Women in Mansehra district have come together to form their own jirga to resolve domestic issues often ignored by men

Ruqayya was inspired to bring a group of like-minded women together to challenge oppressive norms. A group of 17 bold individuals coming together led to the creation of the first women-led jirga in the region in 2017.

“Society is accustomed to men-only jirgas and is still hesitant to accept our decrees but, even then, we recently achieved a big milestone — of dispensing out-of-court justice to as many as 100 families,” says Ruqayya.

In addition to addressing violent cases such as attempted murders and murder, the women’s forum also tackles issues of early and forced marriages, honour killings, women’s inheritance, sexual and physical harassment and bloody feuds faced by marginalised segments of society — particularly women.

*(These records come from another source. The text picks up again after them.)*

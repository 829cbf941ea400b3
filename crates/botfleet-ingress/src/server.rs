// SPDX-FileCopyrightText: 2026 Botfleet Contributors
// SPDX-License-Identifier: MIT OR Apache-2.0

//! Axum server: routing, secret validation, de-dup and enqueue.

use std::sync::Arc;

use axum::extract::{Path, State};
use axum::http::{HeaderMap, StatusCode};
use axum::response::{IntoResponse, Json};
use axum::routing::{get, post};
use axum::Router;
use botfleet_core::{FleetError, UpdateEnvelope};
use botfleet_crypto::TokenCipher;
use botfleet_kv::ActivityTracker;
use botfleet_payments::VERIFY_TRANSACTION_TASK;
use botfleet_queue::{EnqueueOptions, QueueName, TaskQueue};
use botfleet_storage::queries::{bots, gateways, transactions};
use botfleet_storage::Database;
use tower_http::cors::CorsLayer;
use tracing::{debug, info, warn};

/// Header carrying the webhook secret (Telegram's own convention).
const SECRET_HEADER: &str = "x-telegram-bot-api-secret-token";

/// Shared state of every ingress handler.
#[derive(Clone)]
pub struct IngressState {
    pub db: Database,
    pub kv: Arc<dyn botfleet_kv::KvStore>,
    pub activity: Arc<ActivityTracker>,
    pub tasks: TaskQueue,
    pub cipher: TokenCipher,
    /// Global secret of /webhook/manager.
    pub manager_secret: String,
    /// Unix seconds the process started; older messages are dropped.
    pub app_start_unix: i64,
    /// Prometheus text renderer for /metrics.
    pub prometheus_render: Option<Arc<dyn Fn() -> String + Send + Sync>>,
}

/// Bind address of the ingress server.
#[derive(Debug, Clone)]
pub struct ServerConfig {
    pub host: String,
    pub port: u16,
}

/// Starts the ingress HTTP server. Runs until the listener fails.
pub async fn start_server(config: &ServerConfig, state: IngressState) -> Result<(), FleetError> {
    let app = router(state);

    let addr = format!("{}:{}", config.host, config.port);
    let listener = tokio::net::TcpListener::bind(&addr)
        .await
        .map_err(|e| FleetError::Config(format!("failed to bind ingress to {addr}: {e}")))?;

    info!("ingress listening on {addr}");

    axum::serve(listener, app)
        .await
        .map_err(|e| FleetError::Internal(format!("ingress server error: {e}")))?;
    Ok(())
}

fn router(state: IngressState) -> Router {
    Router::new()
        .route("/webhook/manager", post(manager_webhook))
        .route("/webhook/gateway/:admin_id", post(gateway_webhook))
        .route("/webhook/:bot_id", post(bot_webhook))
        .route("/health", get(health))
        .route("/metrics", get(metrics))
        .layer(CorsLayer::permissive())
        .with_state(state)
}

fn secret_of(headers: &HeaderMap) -> Option<&str> {
    headers.get(SECRET_HEADER).and_then(|v| v.to_str().ok())
}

fn ok_body() -> Json<serde_json::Value> {
    Json(serde_json::json!({"ok": true}))
}

/// Secondary bot webhook: per-bot secret, minimal parse, de-dup, enqueue.
async fn bot_webhook(
    State(state): State<IngressState>,
    Path(bot_id): Path<i64>,
    headers: HeaderMap,
    body: String,
) -> impl IntoResponse {
    // Secret check before the body is even looked at.
    let bot = match bots::get(&state.db, bot_id).await {
        Ok(Some(bot)) => bot,
        Ok(None) => return StatusCode::NOT_FOUND.into_response(),
        Err(e) => {
            warn!(bot_id, error = %e, "bot lookup failed at ingress");
            return StatusCode::SERVICE_UNAVAILABLE.into_response();
        }
    };
    if secret_of(&headers) != Some(bot.webhook_secret.as_str()) {
        warn!(bot_id, "webhook with wrong secret rejected");
        return StatusCode::FORBIDDEN.into_response();
    }
    if !bot.is_active {
        // Inactive bots absorb updates so Telegram stops retrying.
        return (StatusCode::OK, ok_body()).into_response();
    }

    let Ok(update) = serde_json::from_str::<UpdateEnvelope>(&body) else {
        debug!(bot_id, "unparseable update absorbed");
        return (StatusCode::OK, ok_body()).into_response();
    };

    if let Some(date) = update.message_date() {
        if date < state.app_start_unix {
            return (StatusCode::OK, ok_body()).into_response();
        }
    }

    if let Some(update_id) = update.update_id {
        match state.activity.seen_update(bot_id, update_id).await {
            Ok(true) => {
                debug!(bot_id, update_id, "duplicate update dropped");
                return (StatusCode::OK, ok_body()).into_response();
            }
            Ok(false) => {}
            Err(e) => warn!(bot_id, error = %e, "de-dup check failed, accepting update"),
        }
    }

    // The full body rides along; workers re-parse what they need.
    let raw: serde_json::Value =
        serde_json::from_str(&body).unwrap_or(serde_json::Value::Null);
    let enqueued = state
        .tasks
        .enqueue(
            QueueName::Default,
            botfleet_engine_task_name(),
            serde_json::json!({"bot_id": bot_id, "update": raw}),
            EnqueueOptions::default(),
        )
        .await;
    if let Err(e) = enqueued {
        warn!(bot_id, error = %e, "enqueue failed, returning ok to avoid retry storm");
    } else {
        botfleet_metrics::record_message("webhook");
    }
    (StatusCode::OK, ok_body()).into_response()
}

/// The ingress crate stays decoupled from the engine crate; the task
/// name is the only shared contract.
fn botfleet_engine_task_name() -> &'static str {
    "process_update"
}

/// Manager bot webhook: global secret.
async fn manager_webhook(
    State(state): State<IngressState>,
    headers: HeaderMap,
    body: String,
) -> impl IntoResponse {
    if state.manager_secret.is_empty() || secret_of(&headers) != Some(state.manager_secret.as_str())
    {
        warn!("manager webhook with wrong secret rejected");
        return StatusCode::FORBIDDEN.into_response();
    }

    let Ok(update) = serde_json::from_str::<UpdateEnvelope>(&body) else {
        return (StatusCode::OK, ok_body()).into_response();
    };
    if let Some(date) = update.message_date() {
        if date < state.app_start_unix {
            return (StatusCode::OK, ok_body()).into_response();
        }
    }
    if let Some(update_id) = update.update_id {
        // Manager updates share the de-dup keyspace under bot id 0.
        if state.activity.seen_update(0, update_id).await.unwrap_or(false) {
            return (StatusCode::OK, ok_body()).into_response();
        }
    }

    let raw: serde_json::Value =
        serde_json::from_str(&body).unwrap_or(serde_json::Value::Null);
    if let Err(e) = state
        .tasks
        .enqueue(
            QueueName::Default,
            "process_manager_update",
            serde_json::json!({"update": raw}),
            EnqueueOptions::default(),
        )
        .await
    {
        warn!(error = %e, "manager enqueue failed");
    }
    (StatusCode::OK, ok_body()).into_response()
}

/// PIX gateway callback: HMAC signature over the raw body, then a
/// verification task (never a synchronous gateway call).
async fn gateway_webhook(
    State(state): State<IngressState>,
    Path(admin_id): Path<i64>,
    headers: HeaderMap,
    body: String,
) -> impl IntoResponse {
    let Some(signature) = headers
        .get("x-webhook-signature")
        .and_then(|v| v.to_str().ok())
    else {
        return StatusCode::FORBIDDEN.into_response();
    };

    let token = match gateways::get(&state.db, admin_id).await {
        Ok(Some((cipher, nonce))) => match state.cipher.open_token(&cipher, &nonce) {
            Ok(token) => token,
            Err(e) => {
                warn!(admin_id, error = %e, "gateway token unsealing failed");
                return StatusCode::FORBIDDEN.into_response();
            }
        },
        Ok(None) => return StatusCode::NOT_FOUND.into_response(),
        Err(_) => return StatusCode::SERVICE_UNAVAILABLE.into_response(),
    };

    if botfleet_pix::verify_webhook_signature(body.as_bytes(), signature, &token).is_err() {
        warn!(admin_id, "gateway webhook signature rejected");
        return StatusCode::FORBIDDEN.into_response();
    }

    let Ok(payload) = serde_json::from_str::<serde_json::Value>(&body) else {
        return (StatusCode::OK, ok_body()).into_response();
    };
    let Some(external_id) = payload.get("id").and_then(|v| v.as_str()) else {
        return (StatusCode::OK, ok_body()).into_response();
    };

    match transactions::get_by_external(&state.db, external_id).await {
        Ok(Some(tx)) => {
            let _ = state
                .tasks
                .enqueue(
                    QueueName::Scheduler,
                    VERIFY_TRANSACTION_TASK,
                    serde_json::json!({"transaction_id": tx.id}),
                    EnqueueOptions {
                        idempotency_key: Some(format!("webhook:{}", tx.id)),
                        ..Default::default()
                    },
                )
                .await;
        }
        Ok(None) => debug!(external_id, "gateway webhook for unknown transaction"),
        Err(e) => warn!(error = %e, "transaction lookup failed for webhook"),
    }
    (StatusCode::OK, ok_body()).into_response()
}

/// Liveness: store and KV both reachable.
async fn health(State(state): State<IngressState>) -> impl IntoResponse {
    let db_ok = state.db.ping().await.is_ok();
    let kv_ok = state.kv.ping().await.is_ok();
    if db_ok && kv_ok {
        (StatusCode::OK, Json(serde_json::json!({"ok": true}))).into_response()
    } else {
        (
            StatusCode::SERVICE_UNAVAILABLE,
            Json(serde_json::json!({"ok": false, "db": db_ok, "kv": kv_ok})),
        )
            .into_response()
    }
}

/// Prometheus text exposition.
async fn metrics(State(state): State<IngressState>) -> impl IntoResponse {
    match &state.prometheus_render {
        Some(render) => (StatusCode::OK, render()).into_response(),
        None => (StatusCode::NOT_FOUND, "metrics disabled".to_string()).into_response(),
    }
}

#[cfg(test)]
mod tests {
    use super::*;
    use axum::body::Body;
    use axum::http::Request;
    use botfleet_kv::MemoryKv;
    use botfleet_storage::queries::queue as queue_db;

    async fn test_state() -> (IngressState, i64) {
        let db = Database::open_in_memory().await.unwrap();
        let (cipher_bytes, nonce) = TokenCipher::new([1u8; 32]).seal_token("42:tok").unwrap();
        let bot_id = bots::create(&db, 777, cipher_bytes, nonce, None, "whsec".into())
            .await
            .unwrap();
        let kv: Arc<dyn botfleet_kv::KvStore> = Arc::new(MemoryKv::new());
        let state = IngressState {
            db: db.clone(),
            kv: kv.clone(),
            activity: Arc::new(ActivityTracker::new(kv)),
            tasks: TaskQueue::new(db),
            cipher: TokenCipher::new([1u8; 32]),
            manager_secret: "mgr-secret".into(),
            app_start_unix: 1_000,
            prometheus_render: None,
        };
        (state, bot_id)
    }

    async fn call(
        state: IngressState,
        uri: &str,
        secret: Option<&str>,
        body: serde_json::Value,
    ) -> StatusCode {
        use tower::ServiceExt;
        let app = router(state);
        let mut request = Request::builder().method("POST").uri(uri);
        if let Some(secret) = secret {
            request = request.header(SECRET_HEADER, secret);
        }
        let response = app
            .oneshot(
                request
                    .header("content-type", "application/json")
                    .body(Body::from(body.to_string()))
                    .unwrap(),
            )
            .await
            .unwrap();
        response.status()
    }

    fn update(update_id: i64) -> serde_json::Value {
        serde_json::json!({
            "update_id": update_id,
            "message": {
                "message_id": 1,
                "date": 2_000,
                "from": {"id": 111},
                "chat": {"id": 111},
                "text": "oi"
            }
        })
    }

    #[tokio::test]
    async fn wrong_secret_is_forbidden() {
        let (state, bot_id) = test_state().await;
        let status = call(state, &format!("/webhook/{bot_id}"), Some("nope"), update(1)).await;
        assert_eq!(status, StatusCode::FORBIDDEN);
    }

    #[tokio::test]
    async fn missing_secret_is_forbidden() {
        let (state, bot_id) = test_state().await;
        let status = call(state, &format!("/webhook/{bot_id}"), None, update(1)).await;
        assert_eq!(status, StatusCode::FORBIDDEN);
    }

    #[tokio::test]
    async fn unknown_bot_is_not_found() {
        let (state, _) = test_state().await;
        let status = call(state, "/webhook/999", Some("whsec"), update(1)).await;
        assert_eq!(status, StatusCode::NOT_FOUND);
    }

    #[tokio::test]
    async fn valid_update_is_enqueued_once() {
        let (state, bot_id) = test_state().await;
        let db = state.db.clone();
        let uri = format!("/webhook/{bot_id}");

        // Invariant 1: the same update id delivered twice within the
        // window enqueues exactly one task.
        let status = call(state.clone(), &uri, Some("whsec"), update(1001)).await;
        assert_eq!(status, StatusCode::OK);
        let status = call(state, &uri, Some("whsec"), update(1001)).await;
        assert_eq!(status, StatusCode::OK);

        assert_eq!(queue_db::depth(&db, "default").await.unwrap(), 1);
    }

    #[tokio::test]
    async fn stale_messages_are_absorbed() {
        let (state, bot_id) = test_state().await;
        let db = state.db.clone();
        let old = serde_json::json!({
            "update_id": 7,
            "message": {"date": 500, "from": {"id": 111}, "chat": {"id": 111}, "text": "oi"}
        });
        let status = call(state, &format!("/webhook/{bot_id}"), Some("whsec"), old).await;
        assert_eq!(status, StatusCode::OK);
        assert_eq!(queue_db::depth(&db, "default").await.unwrap(), 0);
    }

    #[tokio::test]
    async fn manager_webhook_uses_global_secret() {
        let (state, _) = test_state().await;
        let db = state.db.clone();
        assert_eq!(
            call(state.clone(), "/webhook/manager", Some("wrong"), update(1)).await,
            StatusCode::FORBIDDEN
        );
        assert_eq!(
            call(state, "/webhook/manager", Some("mgr-secret"), update(2)).await,
            StatusCode::OK
        );
        assert_eq!(queue_db::depth(&db, "default").await.unwrap(), 1);
    }

    #[tokio::test]
    async fn malformed_body_still_returns_ok() {
        use tower::ServiceExt;
        let (state, bot_id) = test_state().await;
        let app = router(state);
        let response = app
            .oneshot(
                Request::builder()
                    .method("POST")
                    .uri(format!("/webhook/{bot_id}"))
                    .header(SECRET_HEADER, "whsec")
                    .body(Body::from("not json"))
                    .unwrap(),
            )
            .await
            .unwrap();
        assert_eq!(response.status(), StatusCode::OK);
    }

    #[tokio::test]
    async fn health_reports_ok_with_live_backends() {
        use tower::ServiceExt;
        let (state, _) = test_state().await;
        let app = router(state);
        let response = app
            .oneshot(Request::builder().uri("/health").body(Body::empty()).unwrap())
            .await
            .unwrap();
        assert_eq!(response.status(), StatusCode::OK);
    }

    #[tokio::test]
    async fn gateway_webhook_requires_signature() {
        let (state, _) = test_state().await;
        gateways::upsert(&state.db, 777, vec![1], [0u8; 12]).await.ok();
        let status = call(
            state,
            "/webhook/gateway/777",
            None,
            serde_json::json!({"id": "x", "status": "paid"}),
        )
        .await;
        assert_eq!(status, StatusCode::FORBIDDEN);
    }
}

Members of the jirga were administered an oath by the then Assistant Commissioner Balakot, Rooman Burana, in the inaugural ceremony held in Garhi Habibullah. The event was attended by community members and female students, Ruqayya recalls and says that the jirga members continue to abide by that oath even today.

People who live in hamlets around the Kunhar River in Garhi Habibullah, Bararkot, Kurnool, Jahgir and adjoining localities, often take their complaints to this forum for out-of-court settlements.

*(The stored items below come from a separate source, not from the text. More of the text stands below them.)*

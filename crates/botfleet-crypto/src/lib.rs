// SPDX-FileCopyrightText: 2026 Botfleet Contributors
// SPDX-License-Identifier: MIT OR Apache-2.0

//! Crypto and signing for the botfleet platform.
//!
//! Two concerns live here: symmetric encryption of bot and gateway
//! tokens at rest ([`seal`]/[`open`]), and short-lived HMAC-signed
//! callback tokens carried inside Telegram inline buttons
//! ([`CallbackSigner`]).

pub mod callback;
pub mod cipher;

pub use callback::{CallbackPayload, CallbackSigner};
pub use cipher::{decode_key, generate_random_key, open, seal, TokenCipher};
// SPDX-FileCopyrightText: 2026 Botfleet Contributors
// SPDX-License-Identifier: MIT OR Apache-2.0

//! Canonical KV keyspace builders.
//!
//! Key shapes are part of the operational contract (dashboards, redis-cli
//! debugging); build them here only.

/// `rl:{bot}:{user}:{action}:{bucket}` -- sliding-window counter bucket.
pub fn rate_limit(bot_id: i64, user_id: i64, action: &str, bucket: u64) -> String {
    format!("rl:{bot_id}:{user_id}:{action}:{bucket}")
}

/// `cd:{bot}:{user}:{action}` -- short cooldown marker.
pub fn cooldown(bot_id: i64, user_id: i64, action: &str) -> String {
    format!("cd:{bot_id}:{user_id}:{action}")
}

/// `lock:{name}` -- named distributed lock.
pub fn lock(name: &str) -> String {
    format!("lock:{name}")
}

/// `update:seen:{bot}:{update_id}` -- webhook de-duplication.
pub fn update_seen(bot_id: i64, update_id: i64) -> String {
    format!("update:seen:{bot_id}:{update_id}")
}

/// `session:active:{bot}:{user}:ver` -- monotonic inactivity version.
pub fn inactivity_version(bot_id: i64, user_id: i64) -> String {
    format!("session:active:{bot_id}:{user_id}:ver")
}

/// `session:active:{bot}:{user}:last` -- unix seconds of last activity.
pub fn last_activity(bot_id: i64, user_id: i64) -> String {
    format!("session:active:{bot_id}:{user_id}:last")
}

/// `recovery:episode:{bot}:{user}` -- current recovery episode claim.
pub fn recovery_episode(bot_id: i64, user_id: i64) -> String {
    format!("recovery:episode:{bot_id}:{user_id}")
}

/// `start_template:pending:{bot}:{user}` -- start dispatch claim.
pub fn start_pending(bot_id: i64, user_id: i64) -> String {
    format!("start_template:pending:{bot_id}:{user_id}")
}

/// `trk:code:{bot}:{code}` -- tracker code cache.
pub fn tracker_code(bot_id: i64, code: &str) -> String {
    format!("trk:code:{bot_id}:{code}")
}

/// `trk:attr:{bot}:{user}` -- attribution mirror.
pub fn tracker_attribution(bot_id: i64, user_id: i64) -> String {
    format!("trk:attr:{bot_id}:{user_id}")
}

/// `trk:cfg:{bot}` -- tracking-config snapshot version.
pub fn tracking_config(bot_id: i64) -> String {
    format!("trk:cfg:{bot_id}")
}

/// `notif:seen:{tx}` -- sale-notification enqueue guard.
pub fn notification_seen(transaction_id: i64) -> String {
    format!("notif:seen:{transaction_id}")
}

/// `hb:{queue}` -- worker-pool heartbeat for typed health checks.
pub fn worker_heartbeat(queue: &str) -> String {
    format!("hb:{queue}")
}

“The women-only community forum has now surpassed its embryonic stage, and has grown to a 35-member strong jirga in its five years of case proceedings,” explains Ruqayya, who heads the jirga. She says that, while she and other jirga members have received threats, they soldier on enthusiastically.

She narrates an incident where one man threatened to kill her because she had his wedding to a girl in the ninth grade stopped. Ruqayya says the student had approached the jirga and asked for its intervention, so the members spoke to her parents to scrap the marriage. “We also kept the police in the loop and announced the cancellation of the event,” she says.

Ruqayya adds that the jirga also intercepted, and stopped, the marriages of four minor girls in Goraphar, Pilyany and Bararkot villages. “Then we also took female clerics and their students with us, sensitised the parents to what sorts of offences they were going to commit, and what Islam says of such marriages,” she says.

The jirga addresses several marriage-related issues. For example, Ruqayya recalls that, in 2020, a widowed school teacher complained of harassment at the hands of her brother-in-law, who was pressuring her to marry him.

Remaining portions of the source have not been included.